Prefer a warmed-up baseline such as 03-iteration-01.heapsnapshot over startup snapshots. Startup, Chat opening, login, extension activation, and first-use model loads are expected allocations.

Compare a Chat Runner Result

After capture, use heap-snapshot-analysis. A minimal scratchpad comparison script looks like this:

import path from 'node:path';
import { compareSnapshots, printComparison } from '../helpers/compareSnapshots.ts';

const runDir = process.env.RUN;
if (!runDir) {
	throw new Error('Set RUN to a chat-memory-smoke output directory');
}

const before = path.join(runDir, 'heap', '03-iteration-01.heapsnapshot');
const after = path.join(runDir, 'heap', '03-iteration-08.heapsnapshot');
printComparison(compareSnapshots(before, after));

Run it from the heap-snapshot-analysis skill folder:

cd .github/skills/heap-snapshot-analysis
RUN=../../../.build/chat-memory-smoke/<run-folder> node --max-old-space-size=16384 scratchpad/compare-chat-run.mjs

Non-Chat VS Code Scenarios

When the user describes a non-Chat scenario, ask only for the missing essentials: what action starts the scenario, what counts as one repeatable iteration, what indicates the UI is settled, and whether the profile should be persistent or temporary.

Write new scenario runners in the scratchpad folder. This folder is gitignored — use it freely for one-off investigation scripts. If a runner proves generally useful, promote it to scripts/ with documentation and validation.

Put each investigation in a dated subfolder (see "Develop and Watch a Runner" for the naming convention).

Example scratchpad workflow:

# Create a dated investigation folder
mkdir -p .github/skills/auto-perf-optimize/scratchpad/2026-04-09-editor-tab-leak

# Write a runner inside it
cat > .github/skills/auto-perf-optimize/scratchpad/2026-04-09-editor-tab-leak/scenario.mts << 'EOF'
// ... your scenario using patterns from the checked-in scripts
EOF

# Validate without snapshots first
node .github/skills/auto-perf-optimize/scratchpad/2026-04-09-editor-tab-leak/scenario.mts \
  --iterations 3 --no-heap-snapshots --skip-prelaunch \
  --user-data-dir .build/chat-memory-smoke/user-data

# Then capture targeted snapshots
node .github/skills/auto-perf-optimize/scratchpad/2026-04-09-editor-tab-leak/scenario.mts \
  --iterations 10 --heap-snapshot-label baseline --heap-snapshot-label final \
  --skip-prelaunch --user-data-dir .build/chat-memory-smoke/user-data

# Write findings.md when the investigation concludes

Reuse these patterns from the checked-in scripts (chat-memory-smoke.mts, chat-session-switch-smoke.mts):

launch scripts/code.sh or scripts/code.bat
pass --enable-smoke-test-driver, --disable-workspace-trust, a known --remote-debugging-port, explicit --user-data-dir, explicit --extensions-dir, --skip-welcome, and --skip-release-notes
use a throwaway workspace (--workspace <scratch-folder>) instead of the repo root to prevent Chat tool calls from modifying real source files
connect Playwright with chromium.connectOverCDP
wait for globalThis.driver?.whenWorkbenchRestored?.()
enable CDP Performance and HeapProfiler
collect garbage before memory samples
write screenshots at important checkpoints
write a machine-readable summary.json incrementally, especially before long waits
support --no-heap-snapshots and targeted snapshot labels so validation stays fast
make cleanup explicit: close the CDP browser, terminate owned Code processes, and preserve user-provided profiles

Keep scenario-specific UI selectors and wait logic in the scenario runner. Avoid making the Chat runner a generic abstraction unless multiple proven scenarios share the exact same lifecycle.

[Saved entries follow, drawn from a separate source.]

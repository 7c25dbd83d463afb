// Dictionary-driven word segmentation via jieba.
//
// Uses precise mode with the HMM disabled: the best route through the
// dictionary DAG, no probabilistic guessing of unknown words. Runs of ASCII
// letters and digits come out as single tokens, so mixed Chinese/Latin text
// such as "基于Python的算法" segments cleanly.

use std::fs::File;
use std::io::BufReader;
use std::path::Path;

use anyhow::{Context, Result};
use jieba_rs::Jieba;
use tracing::info;

use super::traits::Segmenter;

/// Segmenter backed by the bundled jieba dictionary.
///
/// Build once at startup and share by reference. Loading a user dictionary
/// takes `&mut self`, so the dictionary can't change after it is handed to a
/// [`Tokenizer`](super::tokenizer::Tokenizer).
pub struct JiebaSegmenter {
    jieba: Jieba,
}

impl JiebaSegmenter {
    /// Load the default dictionary.
    pub fn new() -> Self {
        Self {
            jieba: Jieba::new(),
        }
    }

    /// Merge a jieba-format user dictionary (`word [freq] [tag]` per line).
    pub fn load_user_dict(&mut self, path: &Path) -> Result<()> {
        let file = File::open(path)
            .with_context(|| format!("Failed to open user dictionary {}", path.display()))?;
        let mut reader = BufReader::new(file);
        self.jieba
            .load_dict(&mut reader)
            .with_context(|| format!("Invalid user dictionary {}", path.display()))?;
        info!(path = %path.display(), "Loaded user dictionary");
        Ok(())
    }
}

impl Default for JiebaSegmenter {
    fn default() -> Self {
        Self::new()
    }
}

impl Segmenter for JiebaSegmenter {
    fn segment<'a>(&self, text: &'a str) -> Vec<&'a str> {
        self.jieba.cut(text, false)
    }
}
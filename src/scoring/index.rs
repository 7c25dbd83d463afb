// Frequency index over a word sequence.
//
// Built once for the original document and held while candidates are scored.
// Only membership and count lookups are needed, so no ordering is kept.

use std::collections::{HashMap, HashSet};

use serde::Serialize;

/// Distinct words, their occurrence counts, and the total word count.
///
/// Invariants: `frequencies` has exactly the keys in `words`, and its values
/// sum to `total`, which equals the length of the source sequence.
#[derive(Debug, Clone, Default, PartialEq, Eq, Serialize)]
pub struct FrequencyIndex {
    pub words: HashSet<String>,
    pub frequencies: HashMap<String, u64>,
    pub total: u64,
}

impl FrequencyIndex {
    pub fn is_empty(&self) -> bool {
        self.words.is_empty()
    }

    /// Occurrences of `word`, 0 if absent.
    pub fn frequency(&self, word: &str) -> u64 {
        self.frequencies.get(word).copied().unwrap_or(0)
    }
}

/// Index a word sequence in a single pass.
pub fn build_index<S: AsRef<str>>(words: &[S]) -> FrequencyIndex {
    let mut index = FrequencyIndex::default();
    for word in words {
        let word = word.as_ref();
        if !index.words.contains(word) {
            index.words.insert(word.to_string());
        }
        *index.frequencies.entry(word.to_string()).or_insert(0) += 1;
        index.total += 1;
    }
    index
}
// Tokenizer: raw text in, filtered content words out.
//
// Steps, in order:
//   1. strip everything that is not a letter, a digit (any numeric category,
//      so "²" and "₂" stay), an underscore, whitespace, or a CJK ideograph in
//      U+4E00..=U+9FA5. Combining marks are stripped.
//   2. collapse whitespace runs to a single space and trim
//   3. segment with the configured Segmenter
//   4. drop single-character tokens and stopwords
//
// Single-character words are dropped even when meaningful on their own.
// Fewer tokens means fewer accidental matches between unrelated documents.

use std::borrow::Cow;
use std::sync::LazyLock;

use regex::Regex;

use super::segmenter::JiebaSegmenter;
use super::stopwords::StopwordSet;
use super::traits::Segmenter;

static SYMBOLS: LazyLock<Regex> = LazyLock::new(|| {
    Regex::new(r"[^\p{L}\p{N}_\s\x{4E00}-\x{9FA5}]").expect("valid symbol pattern")
});

static WHITESPACE: LazyLock<Regex> =
    LazyLock::new(|| Regex::new(r"\s+").expect("valid whitespace pattern"));

/// Remove punctuation, symbols and combining marks, keeping letters, digits,
/// underscores, whitespace and CJK ideographs.
pub fn strip_symbols(text: &str) -> Cow<'_, str> {
    SYMBOLS.replace_all(text, "")
}

/// Collapse whitespace runs into one space and trim both ends.
pub fn collapse_whitespace(text: &str) -> String {
    WHITESPACE.replace_all(text, " ").trim().to_string()
}

/// Turns raw text into a sequence of content words.
///
/// Holds the segmentation dictionary and stopword set for its whole lifetime.
/// Neither is mutable through the tokenizer, so one instance can be shared
/// across threads and every call is a pure function of its input.
pub struct Tokenizer {
    segmenter: Box<dyn Segmenter>,
    stopwords: StopwordSet,
}

impl Tokenizer {
    pub fn new(segmenter: Box<dyn Segmenter>, stopwords: StopwordSet) -> Self {
        Self {
            segmenter,
            stopwords,
        }
    }

    /// Tokenize `text`. Empty, whitespace-only and symbol-only input yield an empty Vec.
    pub fn tokenize(&self, text: &str) -> Vec<String> {
        if text.trim().is_empty() {
            return Vec::new();
        }

        let stripped = strip_symbols(text);
        let cleaned = collapse_whitespace(&stripped);
        if cleaned.is_empty() {
            return Vec::new();
        }

        self.segmenter
            .segment(&cleaned)
            .into_iter()
            .filter(|word| word.chars().count() > 1 && !self.stopwords.contains(word))
            .map(str::to_string)
            .collect()
    }
}

impl Default for Tokenizer {
    /// Jieba with the default dictionary and the default stopword list.
    fn default() -> Self {
        Self::new(Box::new(JiebaSegmenter::new()), StopwordSet::new())
    }
}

Handoff to Heap Snapshot Analysis

Use heap-snapshot-analysis when you need to:

compare two .heapsnapshot files by constructor/object group
find direct retainers or paths to GC roots
inspect why a particular class, model, widget, editor input, or DOM tree survived
write investigation-specific scratchpad analysis against parsed snapshots

The output of this workflow is evidence: run summaries, screenshots, heap samples, targeted snapshots, comparison output, and retainer paths. Use that evidence to form a concrete leak hypothesis, then fix the product code and verify the fix with another run.

Root-Cause, Don't Treat Symptoms

A surface-level observation ("this Map is growing") is not a diagnosis. Before writing a fix, understand why the code is structured the way it is:

Use git blame and git log on the leaking code. Read the commit message, the PR description, and any linked issues. A guard like if (this._isDisposed) return may exist because removing it once caused crashes — understand the original intent before changing it.
Trace the full lifecycle, not just the leak site. If disposeContext() is silently dropped, ask: why is the parent disposed before the child? Is the disposal order wrong, or is the guard wrong? The answer determines whether you fix the guard, fix the disposal order, or add a different cleanup path.
Distinguish caches from leaks. A Map that grows but has a trim/eviction mechanism (like UriIdentityService._canonicalUris with its 2^16 limit) is a cache, not a leak. Don't "fix" caches unless they lack any eviction policy.
Look for the design-level problem. If transient objects register in a global singleton and the singleton never unregisters them, the fix isn't just adding a delete call — ask whether the registration should happen at all for transient objects, or whether an intermediate scoped registry should exist.
Check for prior art. Search the codebase for similar patterns that handle the same lifecycle correctly. If a sibling pool/service already disposes in-use items on clear, follow that pattern. If nothing else does, understand why before introducing a new contract.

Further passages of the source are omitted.